DATA UNDER STUDY
//! DIMAP container I/O: header document, codec and sidecar access

pub mod band_binder;
pub mod constants;
pub mod document;
pub mod envi_header;
pub mod geocoding_resolver;
pub mod header_parser;
pub mod header_writer;
pub mod product_io;
pub mod raster_io;
pub mod vector_data;
pub mod write_planner;

// Re-export main types
pub use band_binder::{resolve_href, BandFileBinder, BindOutcome};
pub use document::{Document, NodeId};
pub use envi_header::EnviHeader;
pub use geocoding_resolver::{GeocodingResolver, ResolvedGeocoding, DEFAULT_SEARCH_RADIUS};
pub use header_parser::{BuildOutcome, ProductBuilder};
pub use header_writer::{HeaderWriter, SidecarEntry, SidecarLayout};
pub use product_io::{
    DimapProductReader, DimapProductWriter, ReaderConfig, WriteOutcome, WriterConfig,
};
pub use raster_io::{NodeLayout, RasterBuffer, RasterIo, Sample};
pub use vector_data::{list_vector_data, prune_vector_data};
pub use write_planner::{IncrementalWritePlanner, NodeWriteState};
//! Generic ordered tree of named nodes used as the in-memory form of the
//! header document.
//!
//! Nodes live in an arena owned by [`Document`] and are addressed by
//! [`NodeId`] handles, so parents own their children without reference
//! cycles. The tree does no schema validation.

use crate::types::{DimapError, DimapResult};
use quick_xml::events::{BytesDecl, BytesEnd, BytesStart, BytesText, Event};
use quick_xml::reader::Reader;
use quick_xml::writer::Writer;

/// Handle of a node inside a [`Document`]
#[derive(Debug, Clone, Copy, PartialEq, Eq, Hash)]
pub struct NodeId(usize);

#[derive(Debug, Clone)]
struct Node {
    name: String,
    attributes: Vec<(String, String)>,
    text: Option<String>,
    children: Vec<NodeId>,
    parent: Option<NodeId>,
}

/// Arena-backed element tree
#[derive(Debug, Clone, Default)]
pub struct Document {
    nodes: Vec<Node>,
    root: Option<NodeId>,
}

fn xml_error(context: &str, e: impl std::fmt::Display) -> DimapError {
    DimapError::XmlParsing(format!("{}: {}", context, e))
}

impl Document {
    pub fn new() -> Self {
        Self::default()
    }

    /// Create a document whose root element is `name`
    pub fn with_root(name: &str) -> (Self, NodeId) {
        let mut doc = Self::new();
        let root = doc.create_node(name);
        doc.set_root(root);
        (doc, root)
    }

    /// Create a detached node; attach it with [`Document::add_child`]
    pub fn create_node(&mut self, name: &str) -> NodeId {
        let id = NodeId(self.nodes.len());
        self.nodes.push(Node {
            name: name.to_string(),
            attributes: Vec::new(),
            text: None,
            children: Vec::new(),
            parent: None,
        });
        id
    }

    pub fn set_root(&mut self, node: NodeId) {
        self.root = Some(node);
    }

    pub fn root(&self) -> Option<NodeId> {
        self.root
    }

    /// Append `child` to `parent`, detaching it from any previous parent
    pub fn add_child(&mut self, parent: NodeId, child: NodeId) {
        if let Some(old) = self.nodes[child.0].parent.take() {
            self.nodes[old.0].children.retain(|c| *c != child);
        }
        self.nodes[child.0].parent = Some(parent);
        self.nodes[parent.0].children.push(child);
    }

    /// Create a node named `name` and append it to `parent`
    pub fn add_element(&mut self, parent: NodeId, name: &str) -> NodeId {
        let node = self.create_node(name);
        self.add_child(parent, node);
        node
    }

    /// Create a text-only node and append it to `parent`
    pub fn add_text_element(&mut self, parent: NodeId, name: &str, text: impl ToString) -> NodeId {
        let node = self.add_element(parent, name);
        self.set_text(node, text.to_string());
        node
    }

    /// Set an attribute, replacing an existing value for the same key
    pub fn add_attribute(&mut self, node: NodeId, key: &str, value: impl ToString) {
        let value = value.to_string();
        let attributes = &mut self.nodes[node.0].attributes;
        match attributes.iter_mut().find(|(k, _)| k == key) {
            Some(entry) => entry.1 = value,
            None => attributes.push((key.to_string(), value)),
        }
    }

    pub fn name(&self, node: NodeId) -> &str {
        &self.nodes[node.0].name
    }

    pub fn attribute(&self, node: NodeId, key: &str) -> Option<&str> {
        self.nodes[node.0]
            .attributes
            .iter()
            .find(|(k, _)| k == key)
            .map(|(_, v)| v.as_str())
    }

    pub fn attributes(&self, node: NodeId) -> &[(String, String)] {
        &self.nodes[node.0].attributes
    }

    pub fn text(&self, node: NodeId) -> Option<&str> {
        self.nodes[node.0].text.as_deref()
    }

    pub fn set_text(&mut self, node: NodeId, text: impl Into<String>) {
        self.nodes[node.0].text = Some(text.into());
    }

    pub fn parent(&self, node: NodeId) -> Option<NodeId> {
        self.nodes[node.0].parent
    }

    pub fn children(&self, node: NodeId) -> &[NodeId] {
        &self.nodes[node.0].children
    }

    /// First child of `node` called `name`
    pub fn find_child(&self, node: NodeId, name: &str) -> Option<NodeId> {
        self.children(node)
            .iter()
            .copied()
            .find(|c| self.nodes[c.0].name == name)
    }

    /// All children of `node` called `name`, in document order
    pub fn find_children(&self, node: NodeId, name: &str) -> Vec<NodeId> {
        self.children(node)
            .iter()
            .copied()
            .filter(|c| self.nodes[c.0].name == name)
            .collect()
    }

    /// Follow a chain of child names, e.g. `["Dataset_Id", "DATASET_NAME"]`
    pub fn find_path(&self, node: NodeId, path: &[&str]) -> Option<NodeId> {
        path.iter()
            .try_fold(node, |current, name| self.find_child(current, name))
    }

    /// Trimmed text of the first child called `name`
    pub fn child_text(&self, node: NodeId, name: &str) -> Option<&str> {
        self.find_child(node, name)
            .and_then(|c| self.text(c))
            .map(str::trim)
    }

    /// Descendants of `node` in depth-first pre-order, excluding `node`
    pub fn descendants(&self, node: NodeId) -> Vec<NodeId> {
        let mut out = Vec::new();
        let mut stack: Vec<NodeId> = self.children(node).iter().rev().copied().collect();
        while let Some(current) = stack.pop() {
            out.push(current);
            stack.extend(self.children(current).iter().rev().copied());
        }
        out
    }

    /// First descendant called `name` in depth-first order
    pub fn find_descendant(&self, node: NodeId, name: &str) -> Option<NodeId> {
        self.descendants(node)
            .into_iter()
            .find(|d| self.nodes[d.0].name == name)
    }

    /// Parse a header document. A Latin-1 declaration is honoured, anything
    /// else is decoded as UTF-8.
    pub fn parse(bytes: &[u8]) -> DimapResult<Self> {
        let text = if declares_latin1(bytes) {
            bytes.iter().map(|&b| b as char).collect::<String>()
        } else {
            String::from_utf8(bytes.to_vec())
                .map_err(|e| xml_error("header is not valid UTF-8", e))?
        };
        Self::parse_str(&text)
    }

    pub fn parse_str(xml: &str) -> DimapResult<Self> {
        let mut doc = Self::new();
        let mut reader = Reader::from_str(xml);
        reader.trim_text(true);

        let mut buf = Vec::new();
        let mut stack: Vec<NodeId> = Vec::new();

        loop {
            match reader.read_event_into(&mut buf) {
                Ok(Event::Start(ref e)) => {
                    let node = doc.open_element(e)?;
                    doc.attach(&stack, node)?;
                    stack.push(node);
                }
                Ok(Event::Empty(ref e)) => {
                    let node = doc.open_element(e)?;
                    doc.attach(&stack, node)?;
                }
                Ok(Event::End(_)) => {
                    stack.pop();
                }
                Ok(Event::Text(ref e)) => {
                    let text = e.unescape().map_err(|e| xml_error("bad text content", e))?;
                    doc.append_text(&stack, &text);
                }
                Ok(Event::CData(ref e)) => {
                    let text = String::from_utf8_lossy(e).into_owned();
                    doc.append_text(&stack, &text);
                }
                Ok(Event::Eof) => break,
                Err(e) => {
                    return Err(xml_error(
                        &format!("malformed XML at position {}", reader.buffer_position()),
                        e,
                    ))
                }
                _ => {}
            }
            buf.clear();
        }

        if !stack.is_empty() {
            return Err(DimapError::XmlParsing(format!(
                "unclosed element <{}>",
                doc.name(stack[stack.len() - 1])
            )));
        }
        if doc.root.is_none() {
            return Err(DimapError::XmlParsing("document has no root element".to_string()));
        }
        Ok(doc)
    }

    fn open_element(&mut self, e: &BytesStart) -> DimapResult<NodeId> {
        let name = String::from_utf8_lossy(e.name().as_ref()).into_owned();
        let node = self.create_node(&name);
        for attr in e.attributes() {
            let attr = attr.map_err(|err| xml_error("bad attribute", err))?;
            let key = String::from_utf8_lossy(attr.key.as_ref()).into_owned();
            let value = attr
                .unescape_value()
                .map_err(|err| xml_error("bad attribute value", err))?;
            self.add_attribute(node, &key, value);
        }
        Ok(node)
    }

    fn attach(&mut self, stack: &[NodeId], node: NodeId) -> DimapResult<()> {
        match stack.last() {
            Some(&parent) => self.add_child(parent, node),
            None if self.root.is_none() => self.root = Some(node),
            None => {
                return Err(DimapError::XmlParsing(
                    "document has more than one root element".to_string(),
                ))
            }
        }
        Ok(())
    }

    fn append_text(&mut self, stack: &[NodeId], text: &str) {
        if let Some(&current) = stack.last() {
            let slot = &mut self.nodes[current.0].text;
            match slot {
                Some(existing) => existing.push_str(text),
                None => *slot = Some(text.to_string()),
            }
        }
    }

    /// Serialise with a UTF-8 declaration
    pub fn to_xml_string(&self) -> DimapResult<String> {
        let bytes = self.write_xml(Some("UTF-8"))?;
        String::from_utf8(bytes).map_err(|e| xml_error("writer produced invalid UTF-8", e))
    }

    /// Serialise as ISO-8859-1, the encoding header files are stored in.
    /// Characters outside Latin-1 are replaced by `?`.
    pub fn to_xml_bytes(&self) -> DimapResult<Vec<u8>> {
        let utf8 = self.write_xml(Some("ISO-8859-1"))?;
        let text = String::from_utf8(utf8).map_err(|e| xml_error("writer produced invalid UTF-8", e))?;
        Ok(text
            .chars()
            .map(|c| if (c as u32) <= 0xFF { c as u32 as u8 } else { b'?' })
            .collect())
    }

    fn write_xml(&self, encoding: Option<&str>) -> DimapResult<Vec<u8>> {
        let root = self
            .root
            .ok_or_else(|| DimapError::XmlParsing("document has no root element".to_string()))?;
        let mut writer = Writer::new_with_indent(Vec::new(), b' ', 4);
        writer
            .write_event(Event::Decl(BytesDecl::new("1.0", encoding, None)))
            .map_err(|e| xml_error("cannot write declaration", e))?;
        self.write_node(&mut writer, root)?;
        let mut bytes = writer.into_inner();
        bytes.push(b'\n');
        Ok(bytes)
    }

    fn write_node<W: std::io::Write>(&self, writer: &mut Writer<W>, id: NodeId) -> DimapResult<()> {
        let node = &self.nodes[id.0];
        let mut start = BytesStart::new(node.name.as_str());
        for (key, value) in &node.attributes {
            start.push_attribute((key.as_str(), value.as_str()));
        }

        let text = node.text.as_deref().unwrap_or("");
        if node.children.is_empty() && text.is_empty() {
            return writer
                .write_event(Event::Empty(start))
                .map_err(|e| xml_error("cannot write element", e));
        }

        writer
            .write_event(Event::Start(start))
            .map_err(|e| xml_error("cannot write element", e))?;
        if !text.is_empty() {
            writer
                .write_event(Event::Text(BytesText::new(text)))
                .map_err(|e| xml_error("cannot write text", e))?;
        }
        for &child in &node.children {
            self.write_node(writer, child)?;
        }
        writer
            .write_event(Event::End(BytesEnd::new(node.name.as_str())))
            .map_err(|e| xml_error("cannot write element", e))
    }
}

fn declares_latin1(bytes: &[u8]) -> bool {
    let head_len = bytes.len().min(200);
    let head = String::from_utf8_lossy(&bytes[..head_len]).to_ascii_lowercase();
    match head.find("?>") {
        Some(end) => {
            let decl = &head[..end];
            decl.contains("iso-8859-1") || decl.contains("latin1")
        }
        None => false,
    }
}

#[cfg(test)]
mod tests {
    use super::*;

    fn sample() -> Document {
        let (mut doc, root) = Document::with_root("Dimap_Document");
        doc.add_attribute(root, "name", "test.dim");
        let dims = doc.add_element(root, "Raster_Dimensions");
        doc.add_text_element(dims, "NCOLS", 200);
        doc.add_text_element(dims, "NROWS", 300);
        let sbi = doc.add_element(root, "Spectral_Band_Info");
        doc.add_text_element(sbi, "BAND_NAME", "b1 & <b2>");
        doc.add_element(root, "Spectral_Band_Info");
        doc
    }

    #[test]
    fn test_lookup_by_name() {
        let doc = sample();
        let root = doc.root().unwrap();
        assert_eq!(doc.attribute(root, "name"), Some("test.dim"));
        assert_eq!(doc.find_children(root, "Spectral_Band_Info").len(), 2);
        let dims = doc.find_child(root, "Raster_Dimensions").unwrap();
        assert_eq!(doc.child_text(dims, "NROWS"), Some("300"));
        assert_eq!(
            doc.find_path(root, &["Raster_Dimensions", "NCOLS"])
                .and_then(|n| doc.text(n)),
            Some("200")
        );
        assert!(doc.find_child(root, "Masks").is_none());
    }

    #[test]
    fn test_depth_first_order() {
        let doc = sample();
        let root = doc.root().unwrap();
        let names: Vec<&str> = doc.descendants(root).into_iter().map(|n| doc.name(n)).collect();
        assert_eq!(
            names,
            vec![
                "Raster_Dimensions",
                "NCOLS",
                "NROWS",
                "Spectral_Band_Info",
                "BAND_NAME",
                "Spectral_Band_Info"
            ]
        );
    }

    #[test]
    fn test_reparent_child() {
        let (mut doc, root) = Document::with_root("a");
        let b = doc.add_element(root, "b");
        let c = doc.add_element(root, "c");
        doc.add_child(b, c);
        assert_eq!(doc.children(root), &[b]);
        assert_eq!(doc.children(b), &[c]);
        assert_eq!(doc.parent(c), Some(b));
    }

    #[test]
    fn test_xml_roundtrip_escapes_text() {
        let doc = sample();
        let xml = doc.to_xml_string().unwrap();
        assert!(xml.contains("b1 &amp; &lt;b2&gt;"));
        assert!(xml.contains("<NCOLS>200</NCOLS>"));

        let parsed = Document::parse_str(&xml).unwrap();
        let root = parsed.root().unwrap();
        let sbi = parsed.find_child(root, "Spectral_Band_Info").unwrap();
        assert_eq!(parsed.child_text(sbi, "BAND_NAME"), Some("b1 & <b2>"));
    }

    #[test]
    fn test_latin1_encoding() {
        let (mut doc, root) = Document::with_root("Dimap_Document");
        doc.add_text_element(root, "DATASET_COMMENTS", "Gr\u{fc}n");
        let bytes = doc.to_xml_bytes().unwrap();
        assert!(bytes.contains(&0xFC));

        let parsed = Document::parse(&bytes).unwrap();
        let root = parsed.root().unwrap();
        assert_eq!(parsed.child_text(root, "DATASET_COMMENTS"), Some("Gr\u{fc}n"));
    }

    #[test]
    fn test_malformed_xml() {
        assert!(matches!(
            Document::parse_str("<a><b></a>"),
            Err(DimapError::XmlParsing(_))
        ));
        assert!(Document::parse_str("").is_err());
        assert!(Document::parse_str("<a/><b/>").is_err());
    }
}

THE TASK
Check every line of the records, and copy the ones that hold the word "parsed".

EXERCISE RESULT
        let parsed = Document::parse_str(&xml).unwrap();
        let root = parsed.root().unwrap();
        let sbi = parsed.find_child(root, "Spectral_Band_Info").unwrap();
        assert_eq!(parsed.child_text(sbi, "BAND_NAME"), Some("b1 & <b2>"));
        let parsed = Document::parse(&bytes).unwrap();
        let root = parsed.root().unwrap();
        assert_eq!(parsed.child_text(root, "DATASET_COMMENTS"), Some("Gr\u{fc}n"));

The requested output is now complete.